**Task objective**
Could you print every line from the first one of the records below through the line containing "use crate::proxy::HeaderSet;", with both included and nothing else?

━━ Input data

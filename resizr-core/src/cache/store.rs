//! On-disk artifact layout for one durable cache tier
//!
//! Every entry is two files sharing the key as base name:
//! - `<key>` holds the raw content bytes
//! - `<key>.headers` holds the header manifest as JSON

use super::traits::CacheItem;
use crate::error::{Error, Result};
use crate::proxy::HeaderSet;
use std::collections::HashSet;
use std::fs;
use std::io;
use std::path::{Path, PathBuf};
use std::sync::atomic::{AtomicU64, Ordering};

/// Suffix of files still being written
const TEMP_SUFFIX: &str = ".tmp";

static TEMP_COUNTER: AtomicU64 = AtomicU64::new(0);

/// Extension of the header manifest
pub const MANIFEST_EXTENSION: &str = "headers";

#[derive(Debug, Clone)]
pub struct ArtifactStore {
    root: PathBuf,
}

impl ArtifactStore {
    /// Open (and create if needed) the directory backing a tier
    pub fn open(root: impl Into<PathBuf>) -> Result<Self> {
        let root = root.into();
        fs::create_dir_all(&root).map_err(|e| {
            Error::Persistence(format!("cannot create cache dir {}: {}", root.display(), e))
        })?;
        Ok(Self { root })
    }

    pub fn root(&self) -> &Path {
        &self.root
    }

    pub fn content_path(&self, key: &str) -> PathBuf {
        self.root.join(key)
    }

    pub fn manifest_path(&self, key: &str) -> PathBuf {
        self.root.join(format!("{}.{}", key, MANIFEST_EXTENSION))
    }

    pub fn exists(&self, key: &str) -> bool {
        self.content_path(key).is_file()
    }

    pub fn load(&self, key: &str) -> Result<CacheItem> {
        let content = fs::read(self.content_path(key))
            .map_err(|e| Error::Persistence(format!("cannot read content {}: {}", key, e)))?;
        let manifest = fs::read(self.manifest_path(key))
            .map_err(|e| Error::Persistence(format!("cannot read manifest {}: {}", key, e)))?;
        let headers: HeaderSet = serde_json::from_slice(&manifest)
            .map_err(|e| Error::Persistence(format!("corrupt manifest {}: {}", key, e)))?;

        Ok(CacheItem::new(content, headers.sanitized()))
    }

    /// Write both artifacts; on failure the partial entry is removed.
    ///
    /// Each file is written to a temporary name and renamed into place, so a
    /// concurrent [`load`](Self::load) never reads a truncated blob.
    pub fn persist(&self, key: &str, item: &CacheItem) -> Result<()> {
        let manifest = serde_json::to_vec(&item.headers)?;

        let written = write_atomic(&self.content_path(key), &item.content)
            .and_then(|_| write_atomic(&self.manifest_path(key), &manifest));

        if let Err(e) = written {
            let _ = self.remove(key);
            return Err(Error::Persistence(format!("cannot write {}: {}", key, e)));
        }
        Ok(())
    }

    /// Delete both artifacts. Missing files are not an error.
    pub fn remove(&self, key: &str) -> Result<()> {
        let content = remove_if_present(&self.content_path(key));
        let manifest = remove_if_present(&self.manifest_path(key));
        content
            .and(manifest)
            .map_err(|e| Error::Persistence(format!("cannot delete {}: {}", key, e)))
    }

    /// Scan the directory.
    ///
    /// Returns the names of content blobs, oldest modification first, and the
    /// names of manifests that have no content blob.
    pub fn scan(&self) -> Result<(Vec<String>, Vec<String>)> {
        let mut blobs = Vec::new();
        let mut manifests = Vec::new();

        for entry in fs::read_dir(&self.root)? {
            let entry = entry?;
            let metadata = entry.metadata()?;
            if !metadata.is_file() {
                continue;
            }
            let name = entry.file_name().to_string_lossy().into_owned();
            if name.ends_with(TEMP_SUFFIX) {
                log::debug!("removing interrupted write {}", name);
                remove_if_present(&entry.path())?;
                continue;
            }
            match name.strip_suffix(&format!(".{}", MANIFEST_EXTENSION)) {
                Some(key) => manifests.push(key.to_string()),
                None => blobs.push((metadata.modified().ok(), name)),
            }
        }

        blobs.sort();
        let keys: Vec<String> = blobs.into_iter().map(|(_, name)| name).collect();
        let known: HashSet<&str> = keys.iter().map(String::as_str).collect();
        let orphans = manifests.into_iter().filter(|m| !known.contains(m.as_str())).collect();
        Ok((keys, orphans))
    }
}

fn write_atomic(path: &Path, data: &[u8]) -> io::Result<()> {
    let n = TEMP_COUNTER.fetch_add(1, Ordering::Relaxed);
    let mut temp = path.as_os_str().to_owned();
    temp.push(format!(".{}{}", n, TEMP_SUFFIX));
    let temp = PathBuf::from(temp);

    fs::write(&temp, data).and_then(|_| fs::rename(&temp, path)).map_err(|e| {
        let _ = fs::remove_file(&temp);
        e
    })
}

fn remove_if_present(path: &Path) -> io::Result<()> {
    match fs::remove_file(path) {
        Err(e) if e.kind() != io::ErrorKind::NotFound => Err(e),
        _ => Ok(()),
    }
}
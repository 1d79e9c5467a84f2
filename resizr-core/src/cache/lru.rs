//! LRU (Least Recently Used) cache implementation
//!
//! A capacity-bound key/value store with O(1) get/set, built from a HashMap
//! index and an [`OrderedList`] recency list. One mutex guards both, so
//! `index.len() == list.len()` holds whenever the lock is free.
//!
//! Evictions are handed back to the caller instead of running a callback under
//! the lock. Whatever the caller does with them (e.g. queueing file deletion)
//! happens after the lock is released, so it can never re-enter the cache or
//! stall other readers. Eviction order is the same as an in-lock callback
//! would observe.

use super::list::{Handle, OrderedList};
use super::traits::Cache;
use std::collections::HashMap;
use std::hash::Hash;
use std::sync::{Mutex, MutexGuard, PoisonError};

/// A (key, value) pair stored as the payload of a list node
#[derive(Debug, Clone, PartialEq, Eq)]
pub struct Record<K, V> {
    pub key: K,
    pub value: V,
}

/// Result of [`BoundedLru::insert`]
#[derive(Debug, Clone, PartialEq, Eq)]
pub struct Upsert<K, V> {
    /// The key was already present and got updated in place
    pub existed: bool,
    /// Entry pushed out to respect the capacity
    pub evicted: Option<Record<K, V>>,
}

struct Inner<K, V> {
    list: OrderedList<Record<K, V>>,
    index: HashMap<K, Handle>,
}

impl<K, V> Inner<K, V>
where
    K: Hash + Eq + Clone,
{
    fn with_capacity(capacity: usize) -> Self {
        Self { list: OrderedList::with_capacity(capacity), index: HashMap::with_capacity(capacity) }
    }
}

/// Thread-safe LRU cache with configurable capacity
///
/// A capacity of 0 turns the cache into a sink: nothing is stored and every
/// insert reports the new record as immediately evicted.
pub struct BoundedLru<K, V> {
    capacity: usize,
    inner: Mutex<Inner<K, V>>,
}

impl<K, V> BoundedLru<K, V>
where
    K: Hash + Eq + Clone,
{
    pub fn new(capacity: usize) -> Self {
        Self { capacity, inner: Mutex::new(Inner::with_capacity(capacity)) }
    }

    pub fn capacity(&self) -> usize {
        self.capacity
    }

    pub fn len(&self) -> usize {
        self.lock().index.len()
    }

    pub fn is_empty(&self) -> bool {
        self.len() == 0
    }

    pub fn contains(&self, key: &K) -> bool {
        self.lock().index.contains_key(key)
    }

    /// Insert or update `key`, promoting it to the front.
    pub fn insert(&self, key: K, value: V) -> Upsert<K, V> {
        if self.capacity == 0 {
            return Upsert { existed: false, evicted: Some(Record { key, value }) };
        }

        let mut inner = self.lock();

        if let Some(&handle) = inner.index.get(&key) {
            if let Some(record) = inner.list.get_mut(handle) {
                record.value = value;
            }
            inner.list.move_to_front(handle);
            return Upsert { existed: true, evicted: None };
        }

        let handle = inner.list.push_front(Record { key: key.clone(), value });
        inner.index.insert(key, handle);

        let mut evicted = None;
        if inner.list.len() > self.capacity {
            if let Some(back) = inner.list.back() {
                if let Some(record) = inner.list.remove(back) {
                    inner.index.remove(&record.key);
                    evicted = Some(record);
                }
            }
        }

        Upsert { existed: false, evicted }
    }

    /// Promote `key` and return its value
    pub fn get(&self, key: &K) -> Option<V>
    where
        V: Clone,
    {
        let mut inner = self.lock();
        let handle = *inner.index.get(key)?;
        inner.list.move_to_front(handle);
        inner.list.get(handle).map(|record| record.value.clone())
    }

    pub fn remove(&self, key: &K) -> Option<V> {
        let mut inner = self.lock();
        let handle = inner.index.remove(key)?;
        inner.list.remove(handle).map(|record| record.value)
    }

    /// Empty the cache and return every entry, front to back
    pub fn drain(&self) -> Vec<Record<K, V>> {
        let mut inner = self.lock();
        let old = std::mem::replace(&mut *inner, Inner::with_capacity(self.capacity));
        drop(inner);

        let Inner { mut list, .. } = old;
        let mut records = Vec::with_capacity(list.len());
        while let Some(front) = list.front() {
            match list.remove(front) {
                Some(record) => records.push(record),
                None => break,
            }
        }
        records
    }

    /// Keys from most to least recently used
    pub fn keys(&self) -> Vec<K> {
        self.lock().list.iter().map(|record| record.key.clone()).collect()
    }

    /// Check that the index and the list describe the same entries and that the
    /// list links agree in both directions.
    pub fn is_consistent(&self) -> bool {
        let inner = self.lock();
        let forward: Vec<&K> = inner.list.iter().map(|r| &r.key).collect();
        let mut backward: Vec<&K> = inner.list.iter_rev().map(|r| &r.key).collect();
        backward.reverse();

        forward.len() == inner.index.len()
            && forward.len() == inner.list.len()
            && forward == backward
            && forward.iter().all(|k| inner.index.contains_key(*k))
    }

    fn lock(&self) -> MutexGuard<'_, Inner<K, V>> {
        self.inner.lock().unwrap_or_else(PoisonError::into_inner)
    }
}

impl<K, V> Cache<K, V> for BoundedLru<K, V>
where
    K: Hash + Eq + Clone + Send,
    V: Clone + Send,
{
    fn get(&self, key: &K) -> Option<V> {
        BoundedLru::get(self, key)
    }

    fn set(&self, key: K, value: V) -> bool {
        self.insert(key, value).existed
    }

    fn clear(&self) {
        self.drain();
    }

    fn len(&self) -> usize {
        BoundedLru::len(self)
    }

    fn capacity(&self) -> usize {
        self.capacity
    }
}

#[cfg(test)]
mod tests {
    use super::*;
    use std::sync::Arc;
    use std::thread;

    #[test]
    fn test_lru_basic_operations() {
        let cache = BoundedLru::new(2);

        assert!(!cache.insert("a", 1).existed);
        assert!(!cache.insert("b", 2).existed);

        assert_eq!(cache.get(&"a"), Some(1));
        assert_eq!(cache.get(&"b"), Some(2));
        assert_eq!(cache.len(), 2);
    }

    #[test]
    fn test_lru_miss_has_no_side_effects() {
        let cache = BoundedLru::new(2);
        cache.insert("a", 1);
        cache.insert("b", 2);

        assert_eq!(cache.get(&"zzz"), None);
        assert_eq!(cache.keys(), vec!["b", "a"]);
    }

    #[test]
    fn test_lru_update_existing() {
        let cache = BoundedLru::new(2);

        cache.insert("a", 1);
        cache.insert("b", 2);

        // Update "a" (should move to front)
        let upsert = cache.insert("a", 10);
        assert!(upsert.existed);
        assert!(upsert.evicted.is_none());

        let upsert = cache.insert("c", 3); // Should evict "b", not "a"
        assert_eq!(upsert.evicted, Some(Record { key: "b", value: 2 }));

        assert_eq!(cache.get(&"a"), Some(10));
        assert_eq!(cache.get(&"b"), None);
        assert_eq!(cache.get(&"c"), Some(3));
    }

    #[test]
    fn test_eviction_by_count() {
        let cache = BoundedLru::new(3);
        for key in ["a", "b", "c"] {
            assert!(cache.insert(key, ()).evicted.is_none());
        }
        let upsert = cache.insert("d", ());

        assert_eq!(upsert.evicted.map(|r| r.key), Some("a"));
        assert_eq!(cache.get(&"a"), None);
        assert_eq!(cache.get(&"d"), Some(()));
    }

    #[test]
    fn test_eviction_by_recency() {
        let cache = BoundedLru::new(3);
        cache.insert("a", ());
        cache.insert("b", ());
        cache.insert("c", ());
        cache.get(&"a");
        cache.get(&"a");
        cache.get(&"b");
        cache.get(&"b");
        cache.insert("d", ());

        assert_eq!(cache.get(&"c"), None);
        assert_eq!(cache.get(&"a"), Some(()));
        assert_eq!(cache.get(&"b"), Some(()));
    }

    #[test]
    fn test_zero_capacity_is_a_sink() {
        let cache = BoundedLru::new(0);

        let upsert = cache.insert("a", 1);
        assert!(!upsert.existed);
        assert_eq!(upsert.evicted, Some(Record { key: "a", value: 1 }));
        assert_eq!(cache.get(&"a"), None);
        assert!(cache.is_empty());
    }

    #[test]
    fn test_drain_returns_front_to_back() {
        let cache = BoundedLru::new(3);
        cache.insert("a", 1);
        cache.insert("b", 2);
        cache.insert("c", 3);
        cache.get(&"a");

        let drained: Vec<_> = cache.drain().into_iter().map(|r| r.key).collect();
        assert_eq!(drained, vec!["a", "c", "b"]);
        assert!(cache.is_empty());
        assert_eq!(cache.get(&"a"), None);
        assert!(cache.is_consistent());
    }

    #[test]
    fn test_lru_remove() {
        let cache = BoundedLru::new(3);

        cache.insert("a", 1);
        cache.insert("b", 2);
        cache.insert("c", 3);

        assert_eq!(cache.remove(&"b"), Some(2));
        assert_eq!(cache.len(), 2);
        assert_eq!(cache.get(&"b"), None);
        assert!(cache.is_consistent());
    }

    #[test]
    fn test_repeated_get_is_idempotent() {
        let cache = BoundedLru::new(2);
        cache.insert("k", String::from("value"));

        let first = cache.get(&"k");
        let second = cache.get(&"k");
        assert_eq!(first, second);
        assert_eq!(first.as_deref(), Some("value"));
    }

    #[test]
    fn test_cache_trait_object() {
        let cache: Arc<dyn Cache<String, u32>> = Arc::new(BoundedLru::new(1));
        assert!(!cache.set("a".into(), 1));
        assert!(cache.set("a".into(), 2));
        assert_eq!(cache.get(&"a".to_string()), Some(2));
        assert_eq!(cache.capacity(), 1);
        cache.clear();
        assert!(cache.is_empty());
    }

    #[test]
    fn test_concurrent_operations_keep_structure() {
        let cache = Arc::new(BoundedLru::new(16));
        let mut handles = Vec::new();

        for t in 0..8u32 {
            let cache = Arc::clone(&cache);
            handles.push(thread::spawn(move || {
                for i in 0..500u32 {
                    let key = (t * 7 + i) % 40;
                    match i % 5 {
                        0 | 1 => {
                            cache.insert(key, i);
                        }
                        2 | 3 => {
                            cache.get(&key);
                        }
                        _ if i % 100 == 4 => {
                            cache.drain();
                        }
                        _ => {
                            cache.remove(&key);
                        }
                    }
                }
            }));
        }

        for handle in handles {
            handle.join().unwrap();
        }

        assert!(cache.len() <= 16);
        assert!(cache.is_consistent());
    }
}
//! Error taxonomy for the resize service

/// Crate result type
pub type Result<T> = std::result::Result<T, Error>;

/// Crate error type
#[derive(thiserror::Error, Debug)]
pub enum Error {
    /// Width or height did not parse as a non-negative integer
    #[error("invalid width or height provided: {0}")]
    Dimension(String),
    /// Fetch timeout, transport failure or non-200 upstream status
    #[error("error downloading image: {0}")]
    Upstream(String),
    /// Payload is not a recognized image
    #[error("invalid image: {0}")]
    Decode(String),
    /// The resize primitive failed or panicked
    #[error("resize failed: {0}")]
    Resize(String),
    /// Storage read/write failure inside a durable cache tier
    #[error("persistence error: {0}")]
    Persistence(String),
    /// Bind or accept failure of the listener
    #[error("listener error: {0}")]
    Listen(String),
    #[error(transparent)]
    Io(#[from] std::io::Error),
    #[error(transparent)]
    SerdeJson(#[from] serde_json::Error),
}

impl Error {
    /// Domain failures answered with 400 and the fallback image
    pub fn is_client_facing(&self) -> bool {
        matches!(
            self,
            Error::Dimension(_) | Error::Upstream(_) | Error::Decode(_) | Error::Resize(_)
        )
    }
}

━━━━

**Finished exercise**
filename resizr-core/src/cache/store.rs
//! On-disk artifact layout for one durable cache tier
//!
//! Every entry is two files sharing the key as base name:
//! - `<key>` holds the raw content bytes
//! - `<key>.headers` holds the header manifest as JSON

use super::traits::CacheItem;
use crate::error::{Error, Result};
use crate::proxy::HeaderSet;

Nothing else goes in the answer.